Neon: Negative Extrapolation From Self-Training Improves Image Generation¶

Conference: ICLR 2026 Oral arXiv: 2510.03597 Code: github.com/VITA-Group/Neon Area: Image Generation / Self-Training Keywords: self-training, model collapse, weight merging, negative extrapolation, FID

TL;DR¶

Neon is proposed as a post-processing method requiring <1% additional training compute: the model is first fine-tuned on its own synthetic data (causing degradation), then negatively extrapolated away from the degraded weights. The paper proves that mode-seeking samplers cause anti-alignment between synthetic and real data gradients, so negative extrapolation is equivalent to optimizing toward the real data distribution. On ImageNet 256×256, xAR-L achieves SOTA FID of 1.02.

Background & Motivation¶

Background: Scaling generative models is constrained by the scarcity of high-quality training data. Self-training with synthetically generated data is an intuitive solution, but leads to Model Autophagy Disorder (MAD) / Model Collapse—rapid degradation in sample quality and diversity.

Limitations of Prior Work: (a) SIMS requires 2× inference NFE and large numbers of synthetic samples (100K) with significant additional training compute (20%); (b) DDO requires multiple rounds of iteration (16 rounds × 50K samples); (c) existing methods lack a unified theoretical explanation for why self-training degrades and how degradation can be exploited.

Key Challenge: Self-training degradation appears wasteful, yet the degradation direction itself carries information—if the direction of degradation can be understood, it can be exploited in reverse.

Goal: Can the degradation signal from self-training be transformed into a self-improvement signal, with theoretical guarantees?

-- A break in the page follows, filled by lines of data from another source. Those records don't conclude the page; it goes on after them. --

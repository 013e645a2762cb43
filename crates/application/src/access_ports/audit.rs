use async_trait::async_trait;
use castellan_core::AppResult;
use castellan_domain::AuditAction;

/// Immutable audit event emitted by administration use-cases.
#[derive(Debug, Clone, PartialEq, Eq)]
pub struct AuditEvent {
    /// Username of the actor, or `system` for background jobs.
    pub subject: String,
    /// Stable action identifier.
    pub action: AuditAction,
    /// Resource type label.
    pub resource_type: String,
    /// Resource identifier.
    pub resource_id: String,
    /// Optional human-readable detail.
    pub detail: Option<String>,
}

/// Port for append-only audit storage.
#[async_trait]
pub trait AuditRepository: Send + Sync {
    /// Persists one audit event.
    async fn append_event(&self, event: AuditEvent) -> AppResult<()>;
}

Key Insight: The authors observe that mode-seeking samplers (temperature <1, top-k, finite-step ODE solvers) bias synthetic data toward high-probability regions of the model distribution, causing the population gradients of synthetic and real data to be anti-aligned (\(\cos\varphi < 0\)). Consequently, reversing the self-training gradient is equivalent to optimizing toward the real data distribution.

Core Idea: Self-training degrades the model, but the direction of degradation is precisely the opposite of the direction of improvement; therefore, negative extrapolation along that direction improves the model.

Method¶

Overall Architecture¶

Neon is a minimalist three-step post-processing pipeline: (1) generate a small set of synthetic data \(S\) (~1K–6K samples) using the base model \(\theta_r\); (2) briefly fine-tune on \(S\) to obtain a degraded model \(\theta_s\); (3) perform weight negative extrapolation: \(\theta_{\text{neon}} = (1+w)\theta_r - w\theta_s\), where \(w > 0\).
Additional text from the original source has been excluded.